> _YOUR ASSIGNMENT_
When the string "insert" occurs in a line of the records, show that line.

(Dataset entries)
//! Pure query operations over a hierarchy snapshot
//!
//! All traversal is pre-order (node first, then each child left to
//! right), building a breadcrumb path of the form
//! `Root > Child > Grandchild` as it descends.

use std::collections::{BTreeSet, HashSet};

use lazy_static::lazy_static;
use regex::Regex;

use crate::node::HierarchyNode;

lazy_static! {
    static ref PURE_NUMBER_REGEX: Regex = Regex::new(r"^\d+(\.\d+)?$").unwrap();
}

/// Prefix of generic stringification noise like "[object Object]"
const OBJECT_STRING_PREFIX: &str = "[object";

/// A node located by a query, with its position in the tree
#[derive(Debug, Clone)]
pub struct NodeMatch<'a> {
    pub node: &'a HierarchyNode,
    /// Breadcrumb path from root, e.g. "App > HomeScreen > Button"
    pub path: String,
    pub depth: usize,
}

/// Walk every node in the tree in pre-order, calling `visitor` with the
/// node, its breadcrumb path, and its depth
///
/// Every other query in this module is expressed in terms of this.
pub fn walk<'a, F>(root: &'a HierarchyNode, visitor: &mut F)
where
    F: FnMut(NodeMatch<'a>),
{
    walk_from(root, &root.name, 0, visitor);
}

fn walk_from<'a, F>(node: &'a HierarchyNode, path: &str, depth: usize, visitor: &mut F)
where
    F: FnMut(NodeMatch<'a>),
{
    visitor(NodeMatch {
        node,
        path: path.to_string(),
        depth,
    });
    for child in &node.children {
        let child_path = format!("{} > {}", path, child.name);
        walk_from(child, &child_path, depth + 1, visitor);
    }
}

/// Matcher for text-valued queries
///
/// A string filter matches as a case-insensitive literal substring; a
/// pre-built regex matches as-is.
#[derive(Debug, Clone)]
pub enum TextFilter {
    Substring(String),
    Pattern(Regex),
}

impl TextFilter {
    pub fn matches(&self, value: &str) -> bool {
        match self {
            Self::Substring(needle) => value
                .to_lowercase()
                .contains(&needle.to_lowercase()),
            Self::Pattern(regex) => regex.is_match(value),
        }
    }
}

impl From<&str> for TextFilter {
    fn from(needle: &str) -> Self {
        Self::Substring(needle.to_string())
    }
}

impl From<String> for TextFilter {
    fn from(needle: String) -> Self {
        Self::Substring(needle)
    }
}

impl From<Regex> for TextFilter {
    fn from(regex: Regex) -> Self {
        Self::Pattern(regex)
    }
}

/// Toggles for [`get_all_texts`] noise filtering
#[derive(Debug, Clone, Copy, Default)]
pub struct TextOptions {
    /// Keep values matching `^\d+(\.\d+)?$`
    pub include_numbers: bool,
    /// Keep values starting with "[object"
    pub include_object_strings: bool,
}

/// Return all distinct non-empty text values in first-encounter order
///
/// Pure numbers and "[object …]" stringification noise are excluded by
/// default; each exclusion is independently toggleable.
pub fn get_all_texts(root: &HierarchyNode, options: &TextOptions) -> Vec<String> {
    let mut seen = HashSet::new();
    let mut results = Vec::new();

    walk(root, &mut |m| {
        let Some(text) = m.node.text.as_deref() else {
            return;
        };
        if text.is_empty() {
            return;
        }
        if !options.include_object_strings && text.starts_with(OBJECT_STRING_PREFIX) {
            return;
        }
        if !options.include_numbers && PURE_NUMBER_REGEX.is_match(text) {
            return;
        }
        if seen.insert(text.to_string()) {
            results.push(text.to_string());
        }
    });

    results
}

/// Return all testIDs present in the tree, deduped and sorted
pub fn get_all_test_ids(root: &HierarchyNode) -> Vec<String> {
    let mut results = BTreeSet::new();
    walk(root, &mut |m| {
        if let Some(test_id) = &m.node.test_id {
            results.insert(test_id.clone());
        }
    });
    results.into_iter().collect()
}

/// Find all nodes whose text matches the filter, in traversal order
pub fn find_by_text<'a>(
    filter: impl Into<TextFilter>,
    root: &'a HierarchyNode,
) -> Vec<NodeMatch<'a>> {
    let filter = filter.into();
    let mut results = Vec::new();

    walk(root, &mut |m| {
        if let Some(text) = m.node.text.as_deref() {
            if filter.matches(text) {
                results.push(m);
            }
        }
    });

    results
}

/// Find all nodes whose name (component type) matches the filter
///
/// Useful for finding e.g. all "Header…" or "Screen…" components.
pub fn find_by_name<'a>(
    filter: impl Into<TextFilter>,
    root: &'a HierarchyNode,
) -> Vec<NodeMatch<'a>> {
    let filter = filter.into();
    let mut results = Vec::new();

    walk(root, &mut |m| {
        if filter.matches(&m.node.name) {
            results.push(m);
        }
    });

    results
}

/// Find the first node (in pre-order) with the given testID
pub fn find_by_test_id<'a>(test_id: &str, root: &'a HierarchyNode) -> Option<NodeMatch<'a>> {
    let mut result = None;

    walk(root, &mut |m| {
        if result.is_none() && m.node.test_id.as_deref() == Some(test_id) {
            result = Some(m);
        }
    });

    result
}

/// Return the breadcrumb path to the node with the given testID, if any
pub fn get_path_to_test_id(test_id: &str, root: &HierarchyNode) -> Option<String> {
    find_by_test_id(test_id, root).map(|m| m.path)
}

/// Render the whole tree as indented lines, one per node
///
/// Each line shows the name, `[testID=…]` if present, and quoted text if
/// present and not stringification noise.
pub fn dump_tree(root: &HierarchyNode) -> String {
    let mut lines = Vec::new();

    walk(root, &mut |m| {
        let indent = "  ".repeat(m.depth);
        let test_id = m
            .node
            .test_id
            .as_deref()
            .map(|id| format!(" [testID={}]", id))
            .unwrap_or_default();
        let text = m
            .node
            .text
            .as_deref()
            .filter(|t| !t.is_empty() && !t.starts_with(OBJECT_STRING_PREFIX))
            .map(|t| format!(" \"{}\"", t))
            .unwrap_or_default();
        lines.push(format!("{}{}{}{}", indent, m.node.name, test_id, text));
    });

    lines.join("\n")
}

> _RESPONSE TO THIS TASK_
        if seen.insert(text.to_string()) {
            results.insert(test_id.clone());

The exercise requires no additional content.